▶ **What you should do**
Nothing in the data may be altered; copy it all exactly.

▶ **Records to use**
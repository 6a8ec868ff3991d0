use std::sync::Arc;

use anyhow::Result;
use tokio::sync::watch;
use tracing::{info, warn};

use ftpsweep_core::{FtpConnector, SweepConfig, SweepService};

/// Resolves on Ctrl+C or, on unix, SIGTERM
async fn shutdown_signal() {
    let ctrl_c = async {
        if let Err(e) = tokio::signal::ctrl_c().await {
            warn!("Failed to listen for Ctrl+C: {}", e);
            std::future::pending::<()>().await;
        }
    };

    #[cfg(unix)]
    let terminate = async {
        match tokio::signal::unix::signal(tokio::signal::unix::SignalKind::terminate()) {
            Ok(mut signal) => {
                signal.recv().await;
            }
            Err(e) => {
                warn!("Failed to listen for SIGTERM: {}", e);
                std::future::pending::<()>().await;
            }
        }
    };

    #[cfg(not(unix))]
    let terminate = std::future::pending::<()>();

    tokio::select! {
        _ = ctrl_c => {},
        _ = terminate => {},
    }
}

/// Run the sweep service until a shutdown signal or a fatal misconfiguration
pub async fn run(config: SweepConfig) -> Result<()> {
    let (shutdown_tx, shutdown_rx) = watch::channel(false);

    tokio::spawn(async move {
        shutdown_signal().await;
        info!("Received shutdown signal");
        let _ = shutdown_tx.send(true);
    });

    if config.dry_run() {
        info!("Dry run enabled; set DRY_RUN=N to delete files");
    }

    let service = SweepService::new(config, Arc::new(FtpConnector));
    service.run(shutdown_rx).await?;

    Ok(())
}
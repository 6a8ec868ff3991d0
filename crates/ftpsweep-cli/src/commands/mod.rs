pub mod check;
pub mod once;
pub mod run;
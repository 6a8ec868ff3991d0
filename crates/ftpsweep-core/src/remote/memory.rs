//! In-memory storage server for exercising the sweep without a network

use std::collections::{BTreeMap, BTreeSet, HashSet};
use std::sync::{Arc, Mutex, MutexGuard};

use async_trait::async_trait;
use chrono::{DateTime, Utc};

use super::{EntryKind, RemoteConnector, RemoteEntry, RemoteSession};
use crate::config::ConnectionParams;
use crate::{Error, Result};

#[derive(Debug, Clone, PartialEq, Eq)]
pub enum Call {
    Connect,
    DirectoryExists(String),
    List(String),
    DeleteFile(String),
    DeleteDirectory(String),
    Close,
}

#[derive(Default)]
struct State {
    files: BTreeMap<String, DateTime<Utc>>,
    dirs: BTreeMap<String, DateTime<Utc>>,
    failing: HashSet<String>,
    refuse_connect: Option<String>,
    calls: Vec<Call>,
}

#[derive(Clone, Default)]
pub struct MemoryStorage {
    state: Arc<Mutex<State>>,
}

impl MemoryStorage {
    pub fn new() -> Self {
        Self::default()
    }

    fn state(&self) -> MutexGuard<'_, State> {
        self.state.lock().unwrap()
    }

    pub fn add_dir(&self, path: &str, modified_at: DateTime<Utc>) -> &Self {
        self.state().dirs.insert(path.to_string(), modified_at);
        self
    }

    pub fn add_file(&self, path: &str, modified_at: DateTime<Utc>) -> &Self {
        self.state().files.insert(path.to_string(), modified_at);
        self
    }

    /// Make deletes of `path` fail
    pub fn fail_on(&self, path: &str) -> &Self {
        self.state().failing.insert(path.to_string());
        self
    }

    pub fn refuse_connections(&self, message: &str) -> &Self {
        self.state().refuse_connect = Some(message.to_string());
        self
    }

    pub fn calls(&self) -> Vec<Call> {
        self.state().calls.clone()
    }

    pub fn deletes(&self) -> Vec<Call> {
        self.calls()
            .into_iter()
            .filter(|c| matches!(c, Call::DeleteFile(_) | Call::DeleteDirectory(_)))
            .collect()
    }

    pub fn has_file(&self, path: &str) -> bool {
        self.state().files.contains_key(path)
    }

    pub fn has_dir(&self, path: &str) -> bool {
        self.state().dirs.contains_key(path)
    }
}

fn is_beneath(path: &str, dir: &str) -> bool {
    let prefix = format!("{}/", dir.trim_end_matches('/'));
    path.starts_with(&prefix)
}

#[async_trait]
impl RemoteConnector for MemoryStorage {
    async fn connect(&self, _params: &ConnectionParams) -> Result<Box<dyn RemoteSession>> {
        let mut state = self.state();
        state.calls.push(Call::Connect);
        if let Some(message) = state.refuse_connect.clone() {
            return Err(Error::Connection(message));
        }
        drop(state);
        Ok(Box::new(self.clone()))
    }
}

#[async_trait]
impl RemoteSession for MemoryStorage {
    async fn directory_exists(&self, path: &str) -> Result<bool> {
        let mut state = self.state();
        state.calls.push(Call::DirectoryExists(path.to_string()));
        Ok(path == "/" || state.dirs.contains_key(path))
    }

    async fn list_recursive(&self, path: &str) -> Result<Vec<RemoteEntry>> {
        let mut state = self.state();
        state.calls.push(Call::List(path.to_string()));
        if path != "/" && !state.dirs.contains_key(path) {
            return Err(Error::Remote(format!("550 {}: No such directory", path)));
        }

        let dirs = state.dirs.iter().map(|(p, m)| (p, m, EntryKind::Directory));
        let files = state.files.iter().map(|(p, m)| (p, m, EntryKind::File));
        let mut entries: Vec<RemoteEntry> = dirs
            .chain(files)
            .filter(|(p, _, _)| is_beneath(p, path))
            .map(|(p, m, kind)| RemoteEntry {
                full_path: p.clone(),
                kind,
                modified_at: *m,
            })
            .collect();
        entries.sort_by(|a, b| a.full_path.cmp(&b.full_path));
        Ok(entries)
    }

    async fn delete_file(&self, path: &str) -> Result<()> {
        let mut state = self.state();
        state.calls.push(Call::DeleteFile(path.to_string()));
        if state.failing.contains(path) {
            return Err(Error::Remote(format!("550 {}: Permission denied", path)));
        }
        state
            .files
            .remove(path)
            .map(|_| ())
            .ok_or_else(|| Error::Remote(format!("550 {}: No such file", path)))
    }

    async fn delete_directory(&self, path: &str) -> Result<()> {
        let mut state = self.state();
        state.calls.push(Call::DeleteDirectory(path.to_string()));
        if state.failing.contains(path) {
            return Err(Error::Remote(format!("550 {}: Permission denied", path)));
        }
        let occupied = state.files.keys().chain(state.dirs.keys()).any(|p| is_beneath(p, path));
        if occupied {
            return Err(Error::Remote(format!("550 {}: Directory not empty", path)));
        }
        state
            .dirs
            .remove(path)
            .map(|_| ())
            .ok_or_else(|| Error::Remote(format!("550 {}: No such directory", path)))
    }

    async fn close(&self) -> Result<()> {
        self.state().calls.push(Call::Close);
        Ok(())
    }
}

#[cfg(test)]
mod tests {
    use super::*;

    #[tokio::test]
    async fn test_rmdir_requires_empty_directory() {
        let now = Utc::now();
        let storage = MemoryStorage::new();
        storage.add_dir("/a", now).add_dir("/a/b", now);

        assert!(storage.delete_directory("/a").await.is_err());
        storage.delete_directory("/a/b").await.unwrap();
        storage.delete_directory("/a").await.unwrap();
        assert!(!storage.has_dir("/a"));
    }

    #[tokio::test]
    async fn test_list_is_scoped_to_directory() {
        let now = Utc::now();
        let storage = MemoryStorage::new();
        storage
            .add_dir("/a", now)
            .add_dir("/ab", now)
            .add_file("/a/x", now)
            .add_file("/ab/y", now);

        let listed: Vec<String> = storage
            .list_recursive("/a")
            .await
            .unwrap()
            .into_iter()
            .map(|e| e.full_path)
            .collect();
        assert_eq!(listed, vec!["/a/x".to_string()]);
    }
}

▶ **Answer space**
repository 6a8ec868ff3991d0
use std::sync::Arc;

use anyhow::Result;
use tokio::sync::watch;
use tracing::{info, warn};

use ftpsweep_core::{FtpConnector, SweepConfig, SweepService};

/// Resolves on Ctrl+C or, on unix, SIGTERM
async fn shutdown_signal() {
    let ctrl_c = async {
        if let Err(e) = tokio::signal::ctrl_c().await {
            warn!("Failed to listen for Ctrl+C: {}", e);
            std::future::pending::<()>().await;
        }
    };

    #[cfg(unix)]
    let terminate = async {
        match tokio::signal::unix::signal(tokio::signal::unix::SignalKind::terminate()) {
            Ok(mut signal) => {
                signal.recv().await;
            }
            Err(e) => {
                warn!("Failed to listen for SIGTERM: {}", e);
                std::future::pending::<()>().await;
            }
        }
    };

    #[cfg(not(unix))]
    let terminate = std::future::pending::<()>();

    tokio::select! {
        _ = ctrl_c => {},
        _ = terminate => {},
    }
}

/// Run the sweep service until a shutdown signal or a fatal misconfiguration
pub async fn run(config: SweepConfig) -> Result<()> {
    let (shutdown_tx, shutdown_rx) = watch::channel(false);

    tokio::spawn(async move {
        shutdown_signal().await;
        info!("Received shutdown signal");
        let _ = shutdown_tx.send(true);
    });

    if config.dry_run() {
        info!("Dry run enabled; set DRY_RUN=N to delete files");
    }

    let service = SweepService::new(config, Arc::new(FtpConnector));
    service.run(shutdown_rx).await?;

    Ok(())
}
repository 6a8ec868ff3991d0
filename crates/ftpsweep-cli/src/commands/mod.rs
pub mod check;
pub mod once;
pub mod run;
repository 6a8ec868ff3991d0
filename crates/ftpsweep-core/src/remote/memory.rs
//! In-memory storage server for exercising the sweep without a network

use std::collections::{BTreeMap, BTreeSet, HashSet};
use std::sync::{Arc, Mutex, MutexGuard};

use async_trait::async_trait;
use chrono::{DateTime, Utc};

use super::{EntryKind, RemoteConnector, RemoteEntry, RemoteSession};
use crate::config::ConnectionParams;
use crate::{Error, Result};

#[derive(Debug, Clone, PartialEq, Eq)]
pub enum Call {
    Connect,
    DirectoryExists(String),
    List(String),
    DeleteFile(String),
    DeleteDirectory(String),
    Close,
}

#[derive(Default)]
struct State {
    files: BTreeMap<String, DateTime<Utc>>,
    dirs: BTreeMap<String, DateTime<Utc>>,
    failing: HashSet<String>,
    refuse_connect: Option<String>,
    calls: Vec<Call>,
}

#[derive(Clone, Default)]
pub struct MemoryStorage {
    state: Arc<Mutex<State>>,
}

impl MemoryStorage {
    pub fn new() -> Self {
        Self::default()
    }

    fn state(&self) -> MutexGuard<'_, State> {
        self.state.lock().unwrap()
    }

    pub fn add_dir(&self, path: &str, modified_at: DateTime<Utc>) -> &Self {
        self.state().dirs.insert(path.to_string(), modified_at);
        self
    }

    pub fn add_file(&self, path: &str, modified_at: DateTime<Utc>) -> &Self {
        self.state().files.insert(path.to_string(), modified_at);
        self
    }

    /// Make deletes of `path` fail
    pub fn fail_on(&self, path: &str) -> &Self {
        self.state().failing.insert(path.to_string());
        self
    }

    pub fn refuse_connections(&self, message: &str) -> &Self {
        self.state().refuse_connect = Some(message.to_string());
        self
    }

    pub fn calls(&self) -> Vec<Call> {
        self.state().calls.clone()
    }

    pub fn deletes(&self) -> Vec<Call> {
        self.calls()
            .into_iter()
            .filter(|c| matches!(c, Call::DeleteFile(_) | Call::DeleteDirectory(_)))
            .collect()
    }

    pub fn has_file(&self, path: &str) -> bool {
        self.state().files.contains_key(path)
    }

    pub fn has_dir(&self, path: &str) -> bool {
        self.state().dirs.contains_key(path)
    }
}

fn is_beneath(path: &str, dir: &str) -> bool {
    let prefix = format!("{}/", dir.trim_end_matches('/'));
    path.starts_with(&prefix)
}

#[async_trait]
impl RemoteConnector for MemoryStorage {
    async fn connect(&self, _params: &ConnectionParams) -> Result<Box<dyn RemoteSession>> {
        let mut state = self.state();
        state.calls.push(Call::Connect);
        if let Some(message) = state.refuse_connect.clone() {
            return Err(Error::Connection(message));
        }
        drop(state);
        Ok(Box::new(self.clone()))
    }
}

#[async_trait]
impl RemoteSession for MemoryStorage {
    async fn directory_exists(&self, path: &str) -> Result<bool> {
        let mut state = self.state();
        state.calls.push(Call::DirectoryExists(path.to_string()));
        Ok(path == "/" || state.dirs.contains_key(path))
    }

    async fn list_recursive(&self, path: &str) -> Result<Vec<RemoteEntry>> {
        let mut state = self.state();
        state.calls.push(Call::List(path.to_string()));
        if path != "/" && !state.dirs.contains_key(path) {
            return Err(Error::Remote(format!("550 {}: No such directory", path)));
        }

        let dirs = state.dirs.iter().map(|(p, m)| (p, m, EntryKind::Directory));
        let files = state.files.iter().map(|(p, m)| (p, m, EntryKind::File));
        let mut entries: Vec<RemoteEntry> = dirs
            .chain(files)
            .filter(|(p, _, _)| is_beneath(p, path))
            .map(|(p, m, kind)| RemoteEntry {
                full_path: p.clone(),
                kind,
                modified_at: *m,
            })
            .collect();
        entries.sort_by(|a, b| a.full_path.cmp(&b.full_path));
        Ok(entries)
    }

    async fn delete_file(&self, path: &str) -> Result<()> {
        let mut state = self.state();
        state.calls.push(Call::DeleteFile(path.to_string()));
        if state.failing.contains(path) {
            return Err(Error::Remote(format!("550 {}: Permission denied", path)));
        }
        state
            .files
            .remove(path)
            .map(|_| ())
            .ok_or_else(|| Error::Remote(format!("550 {}: No such file", path)))
    }

    async fn delete_directory(&self, path: &str) -> Result<()> {
        let mut state = self.state();
        state.calls.push(Call::DeleteDirectory(path.to_string()));
        if state.failing.contains(path) {
            return Err(Error::Remote(format!("550 {}: Permission denied", path)));
        }
        let occupied = state.files.keys().chain(state.dirs.keys()).any(|p| is_beneath(p, path));
        if occupied {
            return Err(Error::Remote(format!("550 {}: Directory not empty", path)));
        }
        state
            .dirs
            .remove(path)
            .map(|_| ())
            .ok_or_else(|| Error::Remote(format!("550 {}: No such directory", path)))
    }

    async fn close(&self) -> Result<()> {
        self.state().calls.push(Call::Close);
        Ok(())
    }
}

#[cfg(test)]
mod tests {
    use super::*;

    #[tokio::test]
    async fn test_rmdir_requires_empty_directory() {
        let now = Utc::now();
        let storage = MemoryStorage::new();
        storage.add_dir("/a", now).add_dir("/a/b", now);

        assert!(storage.delete_directory("/a").await.is_err());
        storage.delete_directory("/a/b").await.unwrap();
        storage.delete_directory("/a").await.unwrap();
        assert!(!storage.has_dir("/a"));
    }

    #[tokio::test]
    async fn test_list_is_scoped_to_directory() {
        let now = Utc::now();
        let storage = MemoryStorage::new();
        storage
            .add_dir("/a", now)
            .add_dir("/ab", now)
            .add_file("/a/x", now)
            .add_file("/ab/y", now);

        let listed: Vec<String> = storage
            .list_recursive("/a")
            .await
            .unwrap()
            .into_iter()
            .map(|e| e.full_path)
            .collect();
        assert_eq!(listed, vec!["/a/x".to_string()]);
    }
}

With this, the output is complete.